> **Task inputs**
◇ ◇ ◇

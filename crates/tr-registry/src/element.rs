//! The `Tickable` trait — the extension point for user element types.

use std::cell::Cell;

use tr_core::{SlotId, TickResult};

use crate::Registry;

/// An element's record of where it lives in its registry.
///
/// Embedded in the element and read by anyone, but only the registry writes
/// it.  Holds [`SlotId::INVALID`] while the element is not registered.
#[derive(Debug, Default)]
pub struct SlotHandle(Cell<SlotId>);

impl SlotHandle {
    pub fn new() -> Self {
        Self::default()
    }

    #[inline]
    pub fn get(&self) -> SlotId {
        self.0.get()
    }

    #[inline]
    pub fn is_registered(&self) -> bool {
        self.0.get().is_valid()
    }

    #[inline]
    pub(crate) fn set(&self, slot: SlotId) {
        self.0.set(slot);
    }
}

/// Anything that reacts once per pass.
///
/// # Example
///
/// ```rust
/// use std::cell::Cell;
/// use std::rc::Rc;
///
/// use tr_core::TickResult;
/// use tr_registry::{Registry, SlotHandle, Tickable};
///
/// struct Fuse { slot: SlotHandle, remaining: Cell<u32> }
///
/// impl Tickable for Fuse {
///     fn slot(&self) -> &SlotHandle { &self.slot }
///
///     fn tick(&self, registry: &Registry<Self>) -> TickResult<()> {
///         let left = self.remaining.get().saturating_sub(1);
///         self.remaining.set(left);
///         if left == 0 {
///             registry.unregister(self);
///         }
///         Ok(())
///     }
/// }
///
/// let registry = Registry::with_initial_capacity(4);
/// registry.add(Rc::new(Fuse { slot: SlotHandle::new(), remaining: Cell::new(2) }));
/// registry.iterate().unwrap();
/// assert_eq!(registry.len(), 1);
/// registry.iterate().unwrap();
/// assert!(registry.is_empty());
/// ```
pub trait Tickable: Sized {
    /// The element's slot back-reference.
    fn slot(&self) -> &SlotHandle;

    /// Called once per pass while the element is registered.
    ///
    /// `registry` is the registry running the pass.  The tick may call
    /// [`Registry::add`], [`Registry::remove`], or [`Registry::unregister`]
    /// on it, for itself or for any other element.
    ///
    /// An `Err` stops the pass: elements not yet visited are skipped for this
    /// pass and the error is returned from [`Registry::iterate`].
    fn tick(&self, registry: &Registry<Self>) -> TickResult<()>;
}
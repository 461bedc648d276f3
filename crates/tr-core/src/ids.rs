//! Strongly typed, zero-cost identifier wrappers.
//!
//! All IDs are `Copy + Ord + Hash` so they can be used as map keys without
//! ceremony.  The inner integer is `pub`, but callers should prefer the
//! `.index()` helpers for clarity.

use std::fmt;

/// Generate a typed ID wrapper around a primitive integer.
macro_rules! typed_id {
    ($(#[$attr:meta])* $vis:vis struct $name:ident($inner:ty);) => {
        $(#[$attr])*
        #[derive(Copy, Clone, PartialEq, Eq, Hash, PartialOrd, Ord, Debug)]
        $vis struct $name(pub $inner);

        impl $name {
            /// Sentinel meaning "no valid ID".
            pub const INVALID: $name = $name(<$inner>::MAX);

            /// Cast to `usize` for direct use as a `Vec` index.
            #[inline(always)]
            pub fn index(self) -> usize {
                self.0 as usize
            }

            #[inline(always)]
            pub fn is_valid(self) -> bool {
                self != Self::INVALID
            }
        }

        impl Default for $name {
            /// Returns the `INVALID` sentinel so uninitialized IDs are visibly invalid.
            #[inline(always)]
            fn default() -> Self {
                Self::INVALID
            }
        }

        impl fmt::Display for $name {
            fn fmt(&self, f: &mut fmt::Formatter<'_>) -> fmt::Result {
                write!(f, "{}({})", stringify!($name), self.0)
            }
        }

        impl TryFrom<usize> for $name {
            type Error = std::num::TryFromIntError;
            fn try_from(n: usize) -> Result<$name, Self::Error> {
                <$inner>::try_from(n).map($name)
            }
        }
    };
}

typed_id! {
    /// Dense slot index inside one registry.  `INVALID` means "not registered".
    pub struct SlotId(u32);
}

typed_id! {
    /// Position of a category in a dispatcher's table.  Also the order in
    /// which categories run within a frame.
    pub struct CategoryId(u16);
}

◇ ◇ ◇

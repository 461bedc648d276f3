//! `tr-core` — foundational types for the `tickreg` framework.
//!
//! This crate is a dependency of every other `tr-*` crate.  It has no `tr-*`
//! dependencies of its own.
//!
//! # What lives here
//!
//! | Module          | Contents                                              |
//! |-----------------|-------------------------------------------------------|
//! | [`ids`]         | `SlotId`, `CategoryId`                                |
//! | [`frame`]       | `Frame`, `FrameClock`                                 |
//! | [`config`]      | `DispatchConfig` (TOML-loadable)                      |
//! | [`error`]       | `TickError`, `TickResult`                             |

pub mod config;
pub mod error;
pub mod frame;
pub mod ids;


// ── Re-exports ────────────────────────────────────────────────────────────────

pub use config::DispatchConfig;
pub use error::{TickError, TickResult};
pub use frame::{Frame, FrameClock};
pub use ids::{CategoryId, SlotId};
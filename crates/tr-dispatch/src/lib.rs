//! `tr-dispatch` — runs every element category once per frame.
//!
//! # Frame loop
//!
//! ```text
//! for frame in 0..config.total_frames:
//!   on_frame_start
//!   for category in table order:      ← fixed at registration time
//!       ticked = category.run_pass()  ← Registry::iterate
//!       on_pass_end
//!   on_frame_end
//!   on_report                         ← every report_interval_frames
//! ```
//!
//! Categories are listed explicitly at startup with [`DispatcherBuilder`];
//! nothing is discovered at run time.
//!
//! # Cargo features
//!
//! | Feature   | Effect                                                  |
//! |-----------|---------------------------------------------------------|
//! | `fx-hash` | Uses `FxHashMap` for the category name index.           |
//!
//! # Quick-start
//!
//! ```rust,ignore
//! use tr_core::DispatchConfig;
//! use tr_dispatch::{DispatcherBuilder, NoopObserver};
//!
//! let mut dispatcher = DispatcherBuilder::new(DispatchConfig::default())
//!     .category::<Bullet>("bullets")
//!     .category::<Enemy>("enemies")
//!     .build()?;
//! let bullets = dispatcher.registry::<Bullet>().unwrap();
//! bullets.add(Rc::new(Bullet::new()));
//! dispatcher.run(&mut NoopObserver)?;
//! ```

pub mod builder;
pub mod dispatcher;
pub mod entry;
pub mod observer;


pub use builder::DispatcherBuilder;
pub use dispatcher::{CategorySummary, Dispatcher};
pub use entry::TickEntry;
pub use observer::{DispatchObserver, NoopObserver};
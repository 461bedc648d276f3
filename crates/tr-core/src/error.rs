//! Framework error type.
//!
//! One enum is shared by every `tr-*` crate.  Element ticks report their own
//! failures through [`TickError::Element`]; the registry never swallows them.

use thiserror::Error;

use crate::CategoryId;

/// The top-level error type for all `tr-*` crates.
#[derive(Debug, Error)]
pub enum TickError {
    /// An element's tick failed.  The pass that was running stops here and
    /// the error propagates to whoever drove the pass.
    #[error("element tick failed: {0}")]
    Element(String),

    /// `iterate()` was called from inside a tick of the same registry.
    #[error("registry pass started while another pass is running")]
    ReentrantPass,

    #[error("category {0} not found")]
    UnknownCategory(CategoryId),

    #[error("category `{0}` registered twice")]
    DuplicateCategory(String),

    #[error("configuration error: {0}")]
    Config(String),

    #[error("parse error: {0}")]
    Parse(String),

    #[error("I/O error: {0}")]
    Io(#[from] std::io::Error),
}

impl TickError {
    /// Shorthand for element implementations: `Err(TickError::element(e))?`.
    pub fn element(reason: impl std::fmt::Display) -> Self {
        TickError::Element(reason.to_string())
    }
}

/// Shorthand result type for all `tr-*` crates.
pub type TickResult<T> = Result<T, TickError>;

◇ ◇ ◇

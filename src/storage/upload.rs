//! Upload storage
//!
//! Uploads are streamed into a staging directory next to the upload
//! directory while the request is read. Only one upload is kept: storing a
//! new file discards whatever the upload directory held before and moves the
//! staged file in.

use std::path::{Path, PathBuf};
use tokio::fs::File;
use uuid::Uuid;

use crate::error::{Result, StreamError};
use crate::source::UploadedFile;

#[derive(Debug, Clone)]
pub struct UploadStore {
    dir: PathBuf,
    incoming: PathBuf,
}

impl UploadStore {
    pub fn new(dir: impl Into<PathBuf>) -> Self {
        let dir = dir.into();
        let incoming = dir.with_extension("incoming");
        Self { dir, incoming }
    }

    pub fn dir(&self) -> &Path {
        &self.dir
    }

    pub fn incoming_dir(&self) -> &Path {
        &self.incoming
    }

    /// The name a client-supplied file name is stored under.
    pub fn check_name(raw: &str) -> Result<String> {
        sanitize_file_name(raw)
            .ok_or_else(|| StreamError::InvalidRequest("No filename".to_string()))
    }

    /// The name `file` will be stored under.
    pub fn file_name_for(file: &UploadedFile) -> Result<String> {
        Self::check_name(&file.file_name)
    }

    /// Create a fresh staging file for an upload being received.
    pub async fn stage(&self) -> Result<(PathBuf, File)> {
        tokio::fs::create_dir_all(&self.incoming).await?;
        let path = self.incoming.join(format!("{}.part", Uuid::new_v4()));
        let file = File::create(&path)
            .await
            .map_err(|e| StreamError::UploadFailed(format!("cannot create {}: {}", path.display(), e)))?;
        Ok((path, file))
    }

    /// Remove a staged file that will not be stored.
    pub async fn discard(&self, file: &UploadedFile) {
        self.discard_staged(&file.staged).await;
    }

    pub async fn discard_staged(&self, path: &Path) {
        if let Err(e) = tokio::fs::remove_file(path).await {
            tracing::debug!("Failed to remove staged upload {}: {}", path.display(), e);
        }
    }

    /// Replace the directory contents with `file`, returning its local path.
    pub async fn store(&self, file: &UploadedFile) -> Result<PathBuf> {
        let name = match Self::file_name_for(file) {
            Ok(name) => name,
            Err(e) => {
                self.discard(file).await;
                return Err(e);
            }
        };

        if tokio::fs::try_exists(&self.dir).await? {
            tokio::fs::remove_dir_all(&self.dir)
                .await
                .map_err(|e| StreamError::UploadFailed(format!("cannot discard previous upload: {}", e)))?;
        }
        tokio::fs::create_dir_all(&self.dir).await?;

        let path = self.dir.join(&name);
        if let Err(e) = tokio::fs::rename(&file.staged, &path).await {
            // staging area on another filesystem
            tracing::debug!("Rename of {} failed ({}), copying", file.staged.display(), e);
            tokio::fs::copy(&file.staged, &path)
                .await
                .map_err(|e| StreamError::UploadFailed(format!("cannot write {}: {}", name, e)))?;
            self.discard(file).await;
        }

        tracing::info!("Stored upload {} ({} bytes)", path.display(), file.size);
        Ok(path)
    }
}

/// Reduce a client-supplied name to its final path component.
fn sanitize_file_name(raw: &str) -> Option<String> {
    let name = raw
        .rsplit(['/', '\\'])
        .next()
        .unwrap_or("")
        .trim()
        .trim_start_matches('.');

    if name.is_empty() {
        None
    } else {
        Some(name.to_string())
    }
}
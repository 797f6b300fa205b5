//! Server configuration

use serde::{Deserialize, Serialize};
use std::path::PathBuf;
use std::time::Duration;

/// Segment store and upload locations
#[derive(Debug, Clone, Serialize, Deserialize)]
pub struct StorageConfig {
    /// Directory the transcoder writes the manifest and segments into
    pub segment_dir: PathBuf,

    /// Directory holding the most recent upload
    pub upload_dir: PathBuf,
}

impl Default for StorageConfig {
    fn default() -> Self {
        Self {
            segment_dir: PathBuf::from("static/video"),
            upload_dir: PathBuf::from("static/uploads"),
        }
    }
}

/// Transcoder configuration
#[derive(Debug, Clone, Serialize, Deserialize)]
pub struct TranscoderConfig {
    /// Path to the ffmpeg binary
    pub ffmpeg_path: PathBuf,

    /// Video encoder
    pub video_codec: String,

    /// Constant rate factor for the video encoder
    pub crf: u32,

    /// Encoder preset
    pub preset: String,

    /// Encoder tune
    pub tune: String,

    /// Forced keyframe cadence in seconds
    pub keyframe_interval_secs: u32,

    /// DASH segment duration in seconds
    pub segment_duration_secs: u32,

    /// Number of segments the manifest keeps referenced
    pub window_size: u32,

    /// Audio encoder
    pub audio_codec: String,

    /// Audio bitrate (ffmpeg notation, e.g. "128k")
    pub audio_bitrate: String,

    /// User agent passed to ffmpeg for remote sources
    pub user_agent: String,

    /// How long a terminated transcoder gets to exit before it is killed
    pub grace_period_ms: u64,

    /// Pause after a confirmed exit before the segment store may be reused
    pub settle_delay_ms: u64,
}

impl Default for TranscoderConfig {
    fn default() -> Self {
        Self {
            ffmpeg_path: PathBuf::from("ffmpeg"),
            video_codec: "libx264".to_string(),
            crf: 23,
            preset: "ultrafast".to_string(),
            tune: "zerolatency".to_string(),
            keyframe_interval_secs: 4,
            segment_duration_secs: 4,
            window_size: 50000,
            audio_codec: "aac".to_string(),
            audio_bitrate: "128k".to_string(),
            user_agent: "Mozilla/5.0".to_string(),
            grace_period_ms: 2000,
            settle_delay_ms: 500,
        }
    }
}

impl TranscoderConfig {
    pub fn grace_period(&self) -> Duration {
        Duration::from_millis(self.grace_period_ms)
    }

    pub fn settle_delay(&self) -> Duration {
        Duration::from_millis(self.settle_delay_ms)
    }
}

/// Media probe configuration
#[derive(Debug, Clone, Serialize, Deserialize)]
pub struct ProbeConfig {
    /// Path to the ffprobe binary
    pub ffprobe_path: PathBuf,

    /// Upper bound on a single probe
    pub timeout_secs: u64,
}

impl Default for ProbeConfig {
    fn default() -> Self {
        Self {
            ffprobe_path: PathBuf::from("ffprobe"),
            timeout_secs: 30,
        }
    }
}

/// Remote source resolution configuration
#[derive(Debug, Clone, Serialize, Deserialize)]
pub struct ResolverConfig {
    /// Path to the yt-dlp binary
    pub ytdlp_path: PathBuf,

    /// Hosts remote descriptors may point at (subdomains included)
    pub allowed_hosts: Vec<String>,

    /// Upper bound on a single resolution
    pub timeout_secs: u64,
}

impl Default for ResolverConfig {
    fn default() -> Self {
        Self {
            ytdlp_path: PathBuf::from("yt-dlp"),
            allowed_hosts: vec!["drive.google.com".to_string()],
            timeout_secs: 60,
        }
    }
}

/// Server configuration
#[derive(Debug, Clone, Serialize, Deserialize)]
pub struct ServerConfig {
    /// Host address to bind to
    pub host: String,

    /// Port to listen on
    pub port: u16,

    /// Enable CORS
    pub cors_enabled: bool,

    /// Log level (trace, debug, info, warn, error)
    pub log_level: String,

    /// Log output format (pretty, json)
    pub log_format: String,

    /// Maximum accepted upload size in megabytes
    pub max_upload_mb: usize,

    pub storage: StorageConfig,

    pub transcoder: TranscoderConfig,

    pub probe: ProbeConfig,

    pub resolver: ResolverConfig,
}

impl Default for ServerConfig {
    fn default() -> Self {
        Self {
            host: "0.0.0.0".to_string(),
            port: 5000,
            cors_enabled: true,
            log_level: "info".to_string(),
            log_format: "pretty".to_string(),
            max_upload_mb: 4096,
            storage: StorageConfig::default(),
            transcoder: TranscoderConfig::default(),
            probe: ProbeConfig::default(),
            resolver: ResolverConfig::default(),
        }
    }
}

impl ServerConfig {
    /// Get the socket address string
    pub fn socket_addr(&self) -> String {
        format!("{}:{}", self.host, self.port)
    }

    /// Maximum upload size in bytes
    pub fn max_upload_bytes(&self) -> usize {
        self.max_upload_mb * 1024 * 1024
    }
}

◇ ◇ ◇

> **What is required**
Set out every line from the material that contains the string "static".

> **Solved problem**
            segment_dir: PathBuf::from("static/video"),
            upload_dir: PathBuf::from("static/uploads"),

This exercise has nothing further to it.